DIRECTIONS FOR THIS TASK ->
Only the lines from the one containing "Ok(DeleteOutcome::Deleted)" to the end of the records should be given again, word for word and in full.

INPUT MATERIAL ->

use std::collections::BTreeMap;
use std::sync::Arc;

use tracing::{info, warn};

use super::domain::{DocumentSlot, PersonalDetails, ProfileUpdate, UserProfile};
use super::gateway::ProfileGateway;
use crate::files::{LocalFile, StoredFile, MAX_UPLOAD_BYTES};
use crate::gateway::GatewayError;

/// What a slot currently holds, locally and on the portal.
#[derive(Debug, Clone, Copy, PartialEq, Eq)]
pub enum SlotState<'a> {
    Empty,
    Staged(&'a LocalFile),
    Stored(&'a StoredFile),
    Replacing {
        stored: &'a StoredFile,
        staged: &'a LocalFile,
    },
}

/// Explicit yes/no before a stored document is removed.
pub trait DeletionConfirmer {
    fn confirm_deletion(&self, slot: DocumentSlot, file: &StoredFile) -> bool;
}

impl<F> DeletionConfirmer for F
where
    F: Fn(DocumentSlot, &StoredFile) -> bool,
{
    fn confirm_deletion(&self, slot: DocumentSlot, file: &StoredFile) -> bool {
        self(slot, file)
    }
}

#[derive(Debug, Clone, Copy, PartialEq, Eq)]
pub enum DeleteOutcome {
    Deleted,
    Cancelled,
}

/// Profile editor state: the last authoritative profile, edited fields, and staged files.
pub struct DocumentSlotManager<G> {
    gateway: Arc<G>,
    profile: Option<UserProfile>,
    details: PersonalDetails,
    staged: BTreeMap<DocumentSlot, LocalFile>,
}

impl<G> DocumentSlotManager<G>
where
    G: ProfileGateway + 'static,
{
    pub fn new(gateway: Arc<G>) -> Self {
        Self {
            gateway,
            profile: None,
            details: PersonalDetails::default(),
            staged: BTreeMap::new(),
        }
    }

    pub fn profile(&self) -> Option<&UserProfile> {
        self.profile.as_ref()
    }

    pub fn details(&self) -> &PersonalDetails {
        &self.details
    }

    pub fn staged(&self) -> impl Iterator<Item = (DocumentSlot, &LocalFile)> {
        self.staged.iter().map(|(slot, file)| (*slot, file))
    }

    pub fn slot_state(&self, slot: DocumentSlot) -> SlotState<'_> {
        let stored = self.profile.as_ref().and_then(|profile| profile.document(slot));
        match (stored, self.staged.get(&slot)) {
            (None, None) => SlotState::Empty,
            (None, Some(staged)) => SlotState::Staged(staged),
            (Some(stored), None) => SlotState::Stored(stored),
            (Some(stored), Some(staged)) => SlotState::Replacing { stored, staged },
        }
    }

    pub async fn load(&mut self) -> Result<&UserProfile, ProfileError> {
        let profile = self
            .gateway
            .fetch_profile()
            .await
            .map_err(|source| ProfileError::gateway(ProfileOperation::Load, source))?;
        Ok(self.replace(profile))
    }

    pub fn edit_details(&mut self, details: PersonalDetails) {
        self.details = details;
    }

    /// Oversized selections are refused and leave every slot as it was.
    pub fn stage(&mut self, slot: DocumentSlot, file: LocalFile) -> Result<(), ProfileError> {
        if file.exceeds_upload_limit() {
            return Err(ProfileError::FileTooLarge {
                slot,
                size: file.size(),
                limit: MAX_UPLOAD_BYTES,
            });
        }
        self.staged.insert(slot, file);
        Ok(())
    }

    pub fn unstage(&mut self, slot: DocumentSlot) -> Option<LocalFile> {
        self.staged.remove(&slot)
    }

    /// Sends edited fields and every staged file in one request; unstaged slots are left out
    /// so the portal keeps what it has. Staged files survive a failed submission.
    pub async fn submit(&mut self) -> Result<&UserProfile, ProfileError> {
        let update = ProfileUpdate {
            details: self.details.clone(),
            files: std::mem::take(&mut self.staged),
        };

        match self.gateway.update_profile(&update).await {
            Ok(profile) => {
                info!(documents = update.files.len(), "profile updated");
                Ok(self.replace(profile))
            }
            Err(source) => {
                self.staged = update.files;
                Err(ProfileError::gateway(ProfileOperation::Update, source))
            }
        }
    }

    /// Removes a stored document after the confirmer agrees. Declining sends nothing.
    pub async fn delete(
        &mut self,
        slot: DocumentSlot,
        confirmer: &dyn DeletionConfirmer,
    ) -> Result<DeleteOutcome, ProfileError> {
        let stored = self
            .profile
            .as_ref()
            .and_then(|profile| profile.document(slot))
            .ok_or(ProfileError::SlotEmpty(slot))?;

        if !confirmer.confirm_deletion(slot, stored) {
            return Ok(DeleteOutcome::Cancelled);
        }

        let profile = self
            .gateway
            .delete_document(slot)
            .await
            .map_err(|source| ProfileError::gateway(ProfileOperation::DeleteDocument, source))?;
        info!(%slot, "profile document deleted");
        self.replace(profile);
        Ok(DeleteOutcome::Deleted)
    }

    fn replace(&mut self, profile: UserProfile) -> &UserProfile {
        self.details = profile.details.clone();
        self.profile.insert(profile)
    }
}

#[derive(Debug, Clone, Copy, PartialEq, Eq)]
pub enum ProfileOperation {
    Load,
    Update,
    DeleteDocument,
}

impl ProfileOperation {
    pub const fn failure_alert(self) -> &'static str {
        match self {
            ProfileOperation::Load => "Failed to load profile.",
            ProfileOperation::Update => "Failed to update profile.",
            ProfileOperation::DeleteDocument => "Failed to delete document.",
        }
    }
}

/// Error raised by the document slot manager.
#[derive(Debug, thiserror::Error)]
pub enum ProfileError {
    #[error("File too large (max 5MB): {slot} is {size} bytes, limit {limit}")]
    FileTooLarge {
        slot: DocumentSlot,
        size: u64,
        limit: u64,
    },
    #[error("no stored document in {0}")]
    SlotEmpty(DocumentSlot),
    #[error("{}: {source}", .operation.failure_alert())]
    Gateway {
        operation: ProfileOperation,
        #[source]
        source: GatewayError,
    },
}

impl ProfileError {
    fn gateway(operation: ProfileOperation, source: GatewayError) -> Self {
        warn!(?operation, error = %source, "profile request failed");
        ProfileError::Gateway { operation, source }
    }

    pub fn alert(&self) -> String {
        match self {
            ProfileError::FileTooLarge { .. } => "File too large (max 5MB)".to_string(),
            ProfileError::SlotEmpty(_) => self.to_string(),
            ProfileError::Gateway { operation, .. } => operation.failure_alert().to_string(),
        }
    }
}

ANSWER BELOW ->
        Ok(DeleteOutcome::Deleted)
    }

    fn replace(&mut self, profile: UserProfile) -> &UserProfile {
        self.details = profile.details.clone();
        self.profile.insert(profile)
    }
}

#[derive(Debug, Clone, Copy, PartialEq, Eq)]
pub enum ProfileOperation {
    Load,
    Update,
    DeleteDocument,
}

impl ProfileOperation {
    pub const fn failure_alert(self) -> &'static str {
        match self {
            ProfileOperation::Load => "Failed to load profile.",
            ProfileOperation::Update => "Failed to update profile.",
            ProfileOperation::DeleteDocument => "Failed to delete document.",
        }
    }
}

/// Error raised by the document slot manager.
#[derive(Debug, thiserror::Error)]
pub enum ProfileError {
    #[error("File too large (max 5MB): {slot} is {size} bytes, limit {limit}")]
    FileTooLarge {
        slot: DocumentSlot,
        size: u64,
        limit: u64,
    },
    #[error("no stored document in {0}")]
    SlotEmpty(DocumentSlot),
    #[error("{}: {source}", .operation.failure_alert())]
    Gateway {
        operation: ProfileOperation,
        #[source]
        source: GatewayError,
    },
}

impl ProfileError {
    fn gateway(operation: ProfileOperation, source: GatewayError) -> Self {
        warn!(?operation, error = %source, "profile request failed");
        ProfileError::Gateway { operation, source }
    }

    pub fn alert(&self) -> String {
        match self {
            ProfileError::FileTooLarge { .. } => "File too large (max 5MB)".to_string(),
            ProfileError::SlotEmpty(_) => self.to_string(),
            ProfileError::Gateway { operation, .. } => operation.failure_alert().to_string(),
        }
    }
}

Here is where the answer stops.